# ABOUT THIS EXERCISE:
From the listing below, extract each line containing the string "join".

# EXERCISE MATERIALS:
■ ■ ■ ■ ■ ■ ■

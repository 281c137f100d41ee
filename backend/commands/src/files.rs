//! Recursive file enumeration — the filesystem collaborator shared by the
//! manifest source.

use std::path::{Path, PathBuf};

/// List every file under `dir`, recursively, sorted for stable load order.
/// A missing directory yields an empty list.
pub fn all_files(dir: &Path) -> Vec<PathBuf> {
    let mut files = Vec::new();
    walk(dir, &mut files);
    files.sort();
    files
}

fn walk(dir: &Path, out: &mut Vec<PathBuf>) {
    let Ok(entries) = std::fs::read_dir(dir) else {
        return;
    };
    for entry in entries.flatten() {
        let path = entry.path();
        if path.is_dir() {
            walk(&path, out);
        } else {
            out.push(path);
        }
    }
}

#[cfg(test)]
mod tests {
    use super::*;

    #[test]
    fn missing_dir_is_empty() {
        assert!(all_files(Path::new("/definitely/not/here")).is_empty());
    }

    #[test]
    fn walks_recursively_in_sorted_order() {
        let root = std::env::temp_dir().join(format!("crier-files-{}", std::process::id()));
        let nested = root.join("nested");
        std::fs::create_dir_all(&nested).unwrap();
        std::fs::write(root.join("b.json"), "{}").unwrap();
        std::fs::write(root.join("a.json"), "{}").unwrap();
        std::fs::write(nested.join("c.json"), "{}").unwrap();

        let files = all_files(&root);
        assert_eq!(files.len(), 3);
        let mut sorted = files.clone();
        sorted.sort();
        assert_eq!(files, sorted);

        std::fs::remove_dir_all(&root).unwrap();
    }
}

■ ■ ■ ■ ■ ■ ■

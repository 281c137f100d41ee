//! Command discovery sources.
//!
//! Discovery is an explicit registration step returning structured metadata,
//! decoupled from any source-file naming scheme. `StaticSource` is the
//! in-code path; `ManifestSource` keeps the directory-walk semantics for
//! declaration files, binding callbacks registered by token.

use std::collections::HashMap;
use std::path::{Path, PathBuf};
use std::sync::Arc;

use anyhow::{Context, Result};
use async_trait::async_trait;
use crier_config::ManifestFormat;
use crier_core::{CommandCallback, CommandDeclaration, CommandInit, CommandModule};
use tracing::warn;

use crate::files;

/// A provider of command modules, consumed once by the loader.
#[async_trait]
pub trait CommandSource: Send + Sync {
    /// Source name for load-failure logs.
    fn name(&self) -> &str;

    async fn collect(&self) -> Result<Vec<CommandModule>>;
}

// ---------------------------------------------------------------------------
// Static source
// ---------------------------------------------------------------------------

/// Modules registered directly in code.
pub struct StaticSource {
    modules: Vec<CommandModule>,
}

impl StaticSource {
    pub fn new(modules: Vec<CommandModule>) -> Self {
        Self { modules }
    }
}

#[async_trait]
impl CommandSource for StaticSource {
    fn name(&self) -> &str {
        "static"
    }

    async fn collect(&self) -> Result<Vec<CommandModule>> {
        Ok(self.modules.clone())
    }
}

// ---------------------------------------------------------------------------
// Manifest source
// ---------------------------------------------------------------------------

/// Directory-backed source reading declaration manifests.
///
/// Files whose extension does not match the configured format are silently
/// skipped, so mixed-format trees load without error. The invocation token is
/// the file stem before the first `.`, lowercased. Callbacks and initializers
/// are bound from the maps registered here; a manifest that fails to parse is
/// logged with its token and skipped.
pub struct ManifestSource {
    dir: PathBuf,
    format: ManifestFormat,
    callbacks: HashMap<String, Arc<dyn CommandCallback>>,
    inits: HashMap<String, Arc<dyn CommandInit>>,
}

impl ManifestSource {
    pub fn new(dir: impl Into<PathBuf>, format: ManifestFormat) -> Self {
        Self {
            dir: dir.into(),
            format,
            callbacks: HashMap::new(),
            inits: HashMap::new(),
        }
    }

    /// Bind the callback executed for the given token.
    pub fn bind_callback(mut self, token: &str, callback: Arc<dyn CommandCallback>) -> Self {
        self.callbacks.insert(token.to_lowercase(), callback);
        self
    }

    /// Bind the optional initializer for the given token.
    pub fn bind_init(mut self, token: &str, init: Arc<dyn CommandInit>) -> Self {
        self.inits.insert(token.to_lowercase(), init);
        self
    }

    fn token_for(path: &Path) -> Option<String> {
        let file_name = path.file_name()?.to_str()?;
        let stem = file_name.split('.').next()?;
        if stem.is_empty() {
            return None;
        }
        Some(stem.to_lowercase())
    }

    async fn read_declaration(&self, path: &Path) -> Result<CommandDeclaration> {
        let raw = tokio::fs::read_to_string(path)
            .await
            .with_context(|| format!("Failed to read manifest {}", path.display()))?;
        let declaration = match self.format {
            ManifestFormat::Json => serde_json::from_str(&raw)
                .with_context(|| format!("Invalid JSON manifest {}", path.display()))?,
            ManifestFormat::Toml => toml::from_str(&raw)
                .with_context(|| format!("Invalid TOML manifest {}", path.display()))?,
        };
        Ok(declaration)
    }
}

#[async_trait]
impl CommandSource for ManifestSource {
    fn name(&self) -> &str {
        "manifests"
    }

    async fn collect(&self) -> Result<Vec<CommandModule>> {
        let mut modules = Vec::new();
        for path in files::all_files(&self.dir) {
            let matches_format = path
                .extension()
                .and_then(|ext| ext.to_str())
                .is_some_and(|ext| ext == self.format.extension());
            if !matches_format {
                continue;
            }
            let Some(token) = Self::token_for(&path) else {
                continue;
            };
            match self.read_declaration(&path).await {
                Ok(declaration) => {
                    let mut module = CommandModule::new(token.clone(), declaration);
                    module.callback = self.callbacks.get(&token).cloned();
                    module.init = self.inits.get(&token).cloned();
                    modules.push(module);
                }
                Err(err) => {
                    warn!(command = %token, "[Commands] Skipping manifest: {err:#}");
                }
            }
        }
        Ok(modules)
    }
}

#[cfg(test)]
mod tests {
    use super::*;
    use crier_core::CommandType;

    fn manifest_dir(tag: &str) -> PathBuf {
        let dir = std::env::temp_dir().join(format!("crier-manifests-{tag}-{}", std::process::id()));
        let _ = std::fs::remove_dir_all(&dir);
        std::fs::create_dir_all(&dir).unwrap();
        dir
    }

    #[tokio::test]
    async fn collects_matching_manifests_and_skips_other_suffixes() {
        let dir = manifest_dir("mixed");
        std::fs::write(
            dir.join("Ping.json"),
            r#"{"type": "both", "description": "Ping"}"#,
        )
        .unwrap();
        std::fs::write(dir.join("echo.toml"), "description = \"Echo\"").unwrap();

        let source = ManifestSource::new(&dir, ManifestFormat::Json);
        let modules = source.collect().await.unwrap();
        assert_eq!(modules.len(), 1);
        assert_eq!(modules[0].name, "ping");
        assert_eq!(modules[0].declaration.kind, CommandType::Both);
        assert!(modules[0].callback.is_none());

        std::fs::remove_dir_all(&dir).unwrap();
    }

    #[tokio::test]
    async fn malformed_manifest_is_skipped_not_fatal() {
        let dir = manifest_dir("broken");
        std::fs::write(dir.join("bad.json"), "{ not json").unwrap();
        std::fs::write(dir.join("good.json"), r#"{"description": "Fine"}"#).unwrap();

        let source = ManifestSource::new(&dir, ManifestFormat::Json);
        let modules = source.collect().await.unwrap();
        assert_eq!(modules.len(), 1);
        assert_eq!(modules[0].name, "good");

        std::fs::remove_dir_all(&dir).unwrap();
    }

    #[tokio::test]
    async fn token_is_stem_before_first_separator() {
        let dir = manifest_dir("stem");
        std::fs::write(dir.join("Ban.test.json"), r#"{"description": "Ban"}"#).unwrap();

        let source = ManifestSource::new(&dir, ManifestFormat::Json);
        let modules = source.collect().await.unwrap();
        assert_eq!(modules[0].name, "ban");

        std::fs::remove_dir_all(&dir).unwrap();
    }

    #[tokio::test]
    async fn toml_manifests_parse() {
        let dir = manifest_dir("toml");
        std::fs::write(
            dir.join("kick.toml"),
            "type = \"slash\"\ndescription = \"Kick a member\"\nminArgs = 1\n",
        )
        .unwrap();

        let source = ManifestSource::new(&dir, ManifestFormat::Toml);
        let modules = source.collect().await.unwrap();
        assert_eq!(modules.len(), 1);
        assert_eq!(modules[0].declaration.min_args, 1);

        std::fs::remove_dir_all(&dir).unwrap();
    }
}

■ ■ ■ ■ ■ ■ ■

# EXERCISE OUTPUT:
        let root = std::env::temp_dir().join(format!("crier-files-{}", std::process::id()));
        let nested = root.join("nested");
        std::fs::write(root.join("b.json"), "{}").unwrap();
        std::fs::write(root.join("a.json"), "{}").unwrap();
        std::fs::write(nested.join("c.json"), "{}").unwrap();
        let dir = std::env::temp_dir().join(format!("crier-manifests-{tag}-{}", std::process::id()));
            dir.join("Ping.json"),
        std::fs::write(dir.join("echo.toml"), "description = \"Echo\"").unwrap();
        std::fs::write(dir.join("bad.json"), "{ not json").unwrap();
        std::fs::write(dir.join("good.json"), r#"{"description": "Fine"}"#).unwrap();
        std::fs::write(dir.join("Ban.test.json"), r#"{"description": "Ban"}"#).unwrap();
            dir.join("kick.toml"),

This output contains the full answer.